Let me begin by saying I know this is an odd place for a post about the election. I also know that it will cost me some readers. I’ve made my peace with that. But I do hope that those who think both candidates were equally bad or don’t understand why so many of us are terrified by this Trump win read this with an open mind and, even if you disagree, try to understand where we’re coming from:
The day I fully understood that Trump’s candidacy was dangerously different from that of other Republican candidates was when my son drove down to Anaheim, CA to go to Disneyland with a friend during primary season. While he was on his way I turned on the news and heard about the KKK march that was taking place at that very moment in Anaheim. As I tried to reach my son I listened as the event descended into violent chaos, resulting in numerous injuries and one counter-protester being stabbed with a flagpole carrying the Confederate flag.
As Trump’s campaign continued, I watched as anti-Semitic posts on social media increased in both frequency and repulsiveness. I listened when Melania (Ms.-Anti-Online-Bullying) was asked about a reporter who, after writing a story about Melania, had been inundated with Tweets and emails with the reporter’s face super-imposed over Holocaust victims while Trump was cast as the happy SS officer ready to turn on the gas. Our soon-to-be First Lady’s response? “(The reporter) provoked them.” Melania did not condemn the anti-Semitism. She did not call for the attacks to stop. Neither did her husband.
Over the last year I’ve read the accounts of the basketball teams of mostly-Hispanic high schools who were greeted in the gymnasiums of their competitors with big pictures of Trump and calls to “Build a wall.” I’ve tried to absorb that hate crimes against Muslims are up 78% since Trump announced his candidacy.
And of course I’ve heard person after person laugh off Trump’s boasts of sexual assault.

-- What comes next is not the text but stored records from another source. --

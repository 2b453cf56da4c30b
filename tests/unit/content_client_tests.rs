/*!
 * Tests for the content client on top of mock providers
 */

use std::sync::Arc;
use std::time::Duration;

use bookwash::bookwash::{Level, Rating, Targets};
use bookwash::errors::ServiceError;
use bookwash::pipeline::{BookwashPipeline, ChapterState, PipelineConfig, PipelineMode};
use bookwash::providers::mock::MockProvider;
use bookwash::service::prompts::{CLASSIFIER_SYSTEM, REVISER_SYSTEM};
use bookwash::service::{Aggression, ContentClient, ContentService, ManualClock, RetryPolicy};

use crate::common;

fn test_policy() -> RetryPolicy {
    RetryPolicy {
        min_interval: Duration::from_millis(500),
        retry_count: 1,
        base_backoff: Duration::from_millis(40),
        max_backoff: Duration::from_millis(200),
        fallback_after: 2,
        reset_after: 2,
    }
}

fn test_client(provider: &MockProvider, clock: &ManualClock) -> ContentClient {
    ContentClient::new(Box::new(provider.clone()), test_policy(), "main-model", Some("spare-model".to_string()))
        .with_clock(Arc::new(clock.clone()))
        .with_temperature(0.2)
}

#[tokio::test]
async fn test_revise_shouldSendTargetsAggressionAndSystemPrompt() {
    let provider = MockProvider::scripted(vec![Ok("```\nHere is the revised text:\nA calm day.\n```".to_string())]);
    let clock = ManualClock::new();
    let mut client = test_client(&provider, &clock);
    let targets = Targets::new(Level::G, Level::PG, Level::PG13);

    let revised = client.revise("A damned day.", &targets, Aggression::Moderate).await.unwrap();

    assert_eq!(revised, "A calm day.");
    let request = &provider.requests()[0];
    assert_eq!(request.model, "main-model");
    assert_eq!(request.system.as_deref(), Some(REVISER_SYSTEM));
    assert_eq!(request.temperature, Some(0.2));
    assert!(request.prompt.contains("Intensity 2 of 3"));
    assert!(request.prompt.contains("language: at most G"));
    assert!(request.prompt.contains("<text>\nA damned day.\n</text>"));
}

#[tokio::test]
async fn test_classify_unparseableThenValid_shouldRetryParseFailure() {
    let provider = MockProvider::scripted(vec![
        Ok("I cannot rate this.".to_string()),
        Ok("Language: PG-13\nSexual Content: G\nViolence: R".to_string()),
    ]);
    let clock = ManualClock::new();
    let mut client = test_client(&provider, &clock);

    let rating = client.classify("Some chapter.").await.unwrap();

    assert_eq!(rating, Rating::new(Level::PG13, Level::G, Level::R));
    assert_eq!(provider.requests()[0].system.as_deref(), Some(CLASSIFIER_SYSTEM));
    assert_eq!(provider.request_count(), 2);
}

#[tokio::test]
async fn test_fallbackModel_afterSuccessStreak_shouldReturnToPrimary() {
    let provider = MockProvider::rate_limited(2);
    let clock = ManualClock::new();
    let mut client = test_client(&provider, &clock);
    let targets = Targets::default();

    // Two rejections on the primary exhaust the single retry
    assert!(matches!(
        client.revise("text", &targets, Aggression::Light).await,
        Err(ServiceError::ReviserUnavailable(_))
    ));
    assert!(client.state().is_on_fallback());

    client.revise("text", &targets, Aggression::Light).await.unwrap();
    client.revise("text", &targets, Aggression::Light).await.unwrap();
    client.revise("text", &targets, Aggression::Light).await.unwrap();

    assert_eq!(
        provider.models_used(),
        vec!["main-model", "main-model", "spare-model", "spare-model", "main-model"]
    );
    assert!(!client.state().is_on_fallback());
}

#[tokio::test]
async fn test_everyRequest_shouldRespectMinimumInterval() {
    let provider = MockProvider::scripted(vec![
        Ok("language: G\nsexual: G\nviolence: G".to_string()),
        Ok("language: G\nsexual: G\nviolence: G".to_string()),
        Ok("language: G\nsexual: G\nviolence: G".to_string()),
    ]);
    let clock = ManualClock::new();
    let mut client = test_client(&provider, &clock);

    for _ in 0..3 {
        client.classify("text").await.unwrap();
    }

    assert_eq!(clock.sleeps(), vec![Duration::from_millis(500), Duration::from_millis(500)]);
    assert_eq!(clock.elapsed(), Duration::from_millis(1000));
}

#[tokio::test]
async fn test_pipeline_overContentClient_shouldCleanChapterEndToEnd() {
    let provider = MockProvider::scripted(vec![
        // Rating pass, chapter 1 then chapter 2
        Ok("language: G\nsexual: G\nviolence: G".to_string()),
        Ok("language: R\nsexual: G\nviolence: PG".to_string()),
        // Cleaning pass: one revision and its verification
        Ok("He walked into the tavern.\n\n\"Blast it all,\" he shouted at the barkeep.\n\nThe room went quiet."
            .to_string()),
        Ok("language: PG\nsexual: G\nviolence: PG".to_string()),
    ]);
    let clock = ManualClock::new();
    let mut client = test_client(&provider, &clock);
    let mut doc = common::sample_document();

    let mut pipeline = BookwashPipeline::new(&mut client, PipelineConfig::default());
    let result = pipeline.run(&mut doc, PipelineMode::Process).await.unwrap();

    assert_eq!(result.outcome(2).map(|o| o.state), Some(ChapterState::Converged));
    assert_eq!(provider.request_count(), 4);

    let chapter = &doc.chapters[1];
    assert_eq!(chapter.needs_cleaning, Some(false));
    assert_eq!(chapter.rating, Some(Rating::new(Level::PG, Level::G, Level::PG)));
    let changes: Vec<_> = chapter.changes().collect();
    assert_eq!(changes.len(), 1);
    assert_eq!(changes[0].id, 1);
    assert!(changes[0].cleaned.contains("Blast it all"));
    assert_eq!(doc.chapters[0].needs_cleaning, Some(false));
}
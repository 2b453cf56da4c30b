/*!
 * In-memory model of a bookwash document.
 *
 * Documents are created by parsing, mutated in place by the pipeline and by
 * review actions, and serialized back with the writer. They carry no identity
 * beyond their text form.
 */

use std::collections::BTreeMap;
use std::fmt;

use log::warn;
use serde::{Deserialize, Serialize};

use super::change::{ChangeBlock, ChangeStatus};
use super::rating::{Axis, Level, Rating, Targets};

/// Format version written by this crate
pub const FORMAT_VERSION: &str = "1.0";

/// Split plain text into trimmed paragraphs on blank lines
pub fn split_paragraphs(text: &str) -> Vec<String> {
    let normalized = text.replace("\r\n", "\n");
    let mut paragraphs = Vec::new();
    let mut current: Vec<&str> = Vec::new();

    for line in normalized.lines() {
        if line.trim().is_empty() {
            if !current.is_empty() {
                paragraphs.push(current.join("\n").trim().to_string());
                current.clear();
            }
        } else {
            current.push(line);
        }
    }
    if !current.is_empty() {
        paragraphs.push(current.join("\n").trim().to_string());
    }

    paragraphs
}

/// Value of one `#SETTINGS:` entry
#[derive(Debug, Clone, PartialEq, Eq, Serialize, Deserialize)]
#[serde(untagged)]
pub enum SettingValue {
    Int(i64),
    Str(String),
}

impl SettingValue {
    /// Integers when the text parses as one, strings otherwise
    pub fn parse(raw: &str) -> Self {
        raw.parse::<i64>()
            .map(Self::Int)
            .unwrap_or_else(|_| Self::Str(raw.to_string()))
    }
}

impl fmt::Display for SettingValue {
    fn fmt(&self, f: &mut fmt::Formatter<'_>) -> fmt::Result {
        match self {
            Self::Int(value) => write!(f, "{}", value),
            Self::Str(value) => write!(f, "{}", value),
        }
    }
}

/// Free-form book metadata from the header
#[derive(Debug, Clone, Default, PartialEq, Eq, Serialize, Deserialize)]
pub struct BookMetadata {
    pub title: Option<String>,
    pub author: Option<String>,
    pub publisher: Option<String>,
    pub published: Option<String>,
    pub language: Option<String>,
    pub identifier: Option<String>,
    pub description: Option<String>,
    pub image: Option<String>,
}

/// One unit of chapter content, in reading order
#[derive(Debug, Clone, PartialEq, Eq, Serialize, Deserialize)]
pub enum ContentUnit {
    Paragraph(String),
    Change(ChangeBlock),
}

impl ContentUnit {
    /// Text as it was before any rewriting
    pub fn original_text(&self) -> &str {
        match self {
            Self::Paragraph(text) => text,
            Self::Change(block) => &block.original,
        }
    }
}

/// Which text a change block contributes when rendering a chapter
#[derive(Debug, Clone, Copy, PartialEq, Eq)]
pub enum TextView {
    /// Original text everywhere
    Original,
    /// Accepted changes applied, everything else original
    Cleaned,
    /// Accepted and pending changes applied, rejected ones original
    Proposed,
}

impl TextView {
    fn render<'a>(self, block: &'a ChangeBlock) -> &'a str {
        let use_cleaned = match self {
            Self::Original => false,
            Self::Cleaned => block.status == ChangeStatus::Accepted,
            Self::Proposed => block.status != ChangeStatus::Rejected,
        };
        if use_cleaned { &block.cleaned } else { &block.original }
    }
}

/// A single chapter
#[derive(Debug, Clone, PartialEq, Eq, Serialize, Deserialize)]
pub struct Chapter {
    /// 1-based ordinal, unique within the document
    pub number: u32,
    pub title: Option<String>,
    pub rating: Option<Rating>,
    /// Tri-state: `None` means not yet decided
    pub needs_cleaning: Option<bool>,
    /// Unknown chapter markers, kept verbatim
    pub extra: Vec<String>,
    pub units: Vec<ContentUnit>,
}

impl Chapter {
    pub fn new(number: u32) -> Self {
        Self {
            number,
            title: None,
            rating: None,
            needs_cleaning: None,
            extra: Vec::new(),
            units: Vec::new(),
        }
    }

    /// Builder-style title setter
    pub fn with_title(mut self, title: impl Into<String>) -> Self {
        self.title = Some(title.into());
        self
    }

    /// Builder-style paragraph append
    pub fn with_paragraph(mut self, text: impl Into<String>) -> Self {
        self.units.push(ContentUnit::Paragraph(text.into()));
        self
    }

    /// Original paragraphs in reading order
    pub fn original_paragraphs(&self) -> Vec<String> {
        self.units
            .iter()
            .map(|unit| unit.original_text())
            .filter(|text| !text.trim().is_empty())
            .map(str::to_string)
            .collect()
    }

    /// Original text of the whole chapter, paragraphs separated by blank lines
    pub fn original_text(&self) -> String {
        self.original_paragraphs().join("\n\n")
    }

    /// Render the chapter under the given view
    pub fn text(&self, view: TextView) -> String {
        self.units
            .iter()
            .map(|unit| match unit {
                ContentUnit::Paragraph(text) => text.as_str(),
                ContentUnit::Change(block) => view.render(block),
            })
            .filter(|text| !text.trim().is_empty())
            .collect::<Vec<_>>()
            .join("\n\n")
    }

    pub fn changes(&self) -> impl Iterator<Item = &ChangeBlock> {
        self.units.iter().filter_map(|unit| match unit {
            ContentUnit::Change(block) => Some(block),
            ContentUnit::Paragraph(_) => None,
        })
    }

    pub fn changes_mut(&mut self) -> impl Iterator<Item = &mut ChangeBlock> {
        self.units.iter_mut().filter_map(|unit| match unit {
            ContentUnit::Change(block) => Some(block),
            ContentUnit::Paragraph(_) => None,
        })
    }

    pub fn display_title(&self) -> String {
        match &self.title {
            Some(title) => format!("Chapter {} ({})", self.number, title),
            None => format!("Chapter {}", self.number),
        }
    }
}

/// Counts of change blocks per status
#[derive(Debug, Clone, Copy, Default, PartialEq, Eq)]
pub struct ChangeCounts {
    pub pending: usize,
    pub accepted: usize,
    pub rejected: usize,
}

impl ChangeCounts {
    pub fn total(&self) -> usize {
        self.pending + self.accepted + self.rejected
    }
}

/// Per-document summary used by the `stats` command
#[derive(Debug, Clone, Copy, Default, PartialEq, Eq)]
pub struct DocumentStats {
    pub chapters: usize,
    pub rated: usize,
    pub needs_cleaning: usize,
    pub changes: ChangeCounts,
}

impl fmt::Display for DocumentStats {
    fn fmt(&self, f: &mut fmt::Formatter<'_>) -> fmt::Result {
        write!(
            f,
            "{} chapter(s), {} rated, {} need cleaning, {} change(s): {} pending, {} accepted, {} rejected",
            self.chapters,
            self.rated,
            self.needs_cleaning,
            self.changes.total(),
            self.changes.pending,
            self.changes.accepted,
            self.changes.rejected
        )
    }
}

/// A complete bookwash document
#[derive(Debug, Clone, PartialEq, Eq, Serialize, Deserialize)]
pub struct Document {
    pub version: String,
    pub source: Option<String>,
    pub created: Option<String>,
    pub modified: Option<String>,
    pub settings: BTreeMap<String, SettingValue>,
    pub assets: Option<String>,
    pub metadata: BookMetadata,
    /// Unrecognized header lines, kept verbatim
    pub header_extra: Vec<String>,
    pub chapters: Vec<Chapter>,
}

impl Default for Document {
    fn default() -> Self {
        Self {
            version: FORMAT_VERSION.to_string(),
            source: None,
            created: None,
            modified: None,
            settings: BTreeMap::new(),
            assets: None,
            metadata: BookMetadata::default(),
            header_extra: Vec::new(),
            chapters: Vec::new(),
        }
    }
}

impl Document {
    pub fn new() -> Self {
        Self::default()
    }

    /// Target thresholds from settings, falling back to `defaults` per axis
    pub fn targets_or(&self, defaults: Targets) -> Targets {
        let mut targets = defaults;
        for axis in Axis::ALL {
            let Some(value) = self.settings.get(axis.target_key()) else {
                continue;
            };
            let level = match value {
                SettingValue::Int(number) => Level::from_value(*number),
                SettingValue::Str(text) => text.parse::<Level>().ok(),
            };
            match level {
                Some(level) => targets.set(axis, level),
                None => warn!("Ignoring invalid target {}={}", axis.target_key(), value),
            }
        }
        targets
    }

    /// Store target thresholds in settings
    pub fn set_targets(&mut self, targets: &Targets) {
        for axis in Axis::ALL {
            self.settings.insert(
                axis.target_key().to_string(),
                SettingValue::Int(targets.get(axis).value() as i64),
            );
        }
    }

    pub fn chapter(&self, number: u32) -> Option<&Chapter> {
        self.chapters.iter().find(|c| c.number == number)
    }

    pub fn chapter_mut(&mut self, number: u32) -> Option<&mut Chapter> {
        self.chapters.iter_mut().find(|c| c.number == number)
    }

    pub fn changes(&self) -> impl Iterator<Item = &ChangeBlock> {
        self.chapters.iter().flat_map(|chapter| chapter.changes())
    }

    /// Next unused change id, one above the highest in the document
    pub fn next_change_id(&self) -> u64 {
        self.changes().map(|block| block.id).max().unwrap_or(0) + 1
    }

    pub fn change_counts(&self) -> ChangeCounts {
        let mut counts = ChangeCounts::default();
        for block in self.changes() {
            match block.status {
                ChangeStatus::Pending => counts.pending += 1,
                ChangeStatus::Accepted => counts.accepted += 1,
                ChangeStatus::Rejected => counts.rejected += 1,
            }
        }
        counts
    }

    pub fn stats(&self) -> DocumentStats {
        DocumentStats {
            chapters: self.chapters.len(),
            rated: self.chapters.iter().filter(|c| c.rating.is_some()).count(),
            needs_cleaning: self.chapters.iter().filter(|c| c.needs_cleaning == Some(true)).count(),
            changes: self.change_counts(),
        }
    }

    /// Set the status of one change block; returns false if the id is unknown
    pub fn set_change_status(&mut self, id: u64, status: ChangeStatus) -> bool {
        for chapter in &mut self.chapters {
            if let Some(block) = chapter.changes_mut().find(|block| block.id == id) {
                block.status = status;
                return true;
            }
        }
        false
    }

    /// Set the status of every change block; returns how many were touched
    pub fn set_all_change_status(&mut self, status: ChangeStatus) -> usize {
        let mut count = 0;
        for chapter in &mut self.chapters {
            for block in chapter.changes_mut() {
                block.status = status;
                count += 1;
            }
        }
        count
    }
}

Trump did not invent bigotry. I am not naive enough to think that the KKK sprung up in Anaheim overnight. But this was the first time in many decades that they felt confident enough to march through those Southern Californian streets.
Individuals who have hate in their hearts but previously had enough shame to restrain themselves in public forums have been emboldened by the rhetoric of Trump’s campaign. The KKK made that much clear when they officially endorsed Trump in their newspaper. They never endorsed Romney, McCain, Bush, Dole or Bill Clinton and they sure as hell didn’t endorse Obama.
But now the man who has been endorsed by The KKK, David Duke and the head of the American Nazi party who helpfully pointed out, “Donald Trump’s campaign statements, if nothing else, have shown that our views are not so unpopular as the political correctness crowd have told everyone they are!” will be our next President. It’s patently absurd to think that having seen their candidate of choice succeed these hate groups are now going to dial it down a notch.
Yes, I fear what Trump will do in the Oval Office, but I fear what he has unleashed in others more. And the fact that this wasn’t a serious consideration for half the American voting public hurts. Worse yet, I now know that it WAS a consideration for a not insignificant number of Trump voters who either embraced the hate or decided they could live with it. That hurts more. If my dignity and safety as well as the safety and dignity of those who look like me, or belong to other minority groups, is valued as less important than punishing Clinton for her husband’s trade deals or for using the wrong email server how can I feel any degree of patriotism? Yes, I know many of Trump’s voters didn’t like what he was saying but rarely did they hold him accountable by insisting that he change his rhetoric if he wanted their vote.
When Trump won my first thought was, maybe my family needs to get out of this country. Clearly that was the first impulse of many people based on the crashing of Canada’s immigration website. The logistics of becoming an expatriate would be hard for my family, but not impossible. But what about all the marginalized Americans for whom moving would be impossible? Am I supposed to abandon them when they are at their most vulnerable?
I can’t do that. I have to stand with them. Speaking out against injustice and for other people’s civil liberties has never been as important as it is now that I know half the country either doesn’t see it, doesn’t care or, in some cases, hope to be the perpetrators of that injustice.
Please don’t be one of those people. Regardless of how you voted, please hear me. Stand with me, with my son, with the Americans who tried and failed to protect us against this abuse with their votes on November 8th, 2016. Please hold our next President accountable for his words, particularly if you did support him or if you didn’t vote at all. Because his words will translate into other people’s actions. It’s already happening. Please see it and help us stop it.